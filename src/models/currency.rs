/// Symbols offered by the front end. The store itself accepts any string.
pub const SUGGESTED: [&str; 4] = ["$", "€", "₽", "£"];

pub const DEFAULT_SYMBOL: &str = "$";

pub fn suggested() -> Vec<String> {
    SUGGESTED.iter().map(|s| s.to_string()).collect()
}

+===+

YOUR GOAL. Tally lines in the listing above that include the word "const"; respond with that number only.

EXPECTED ANSWER. 2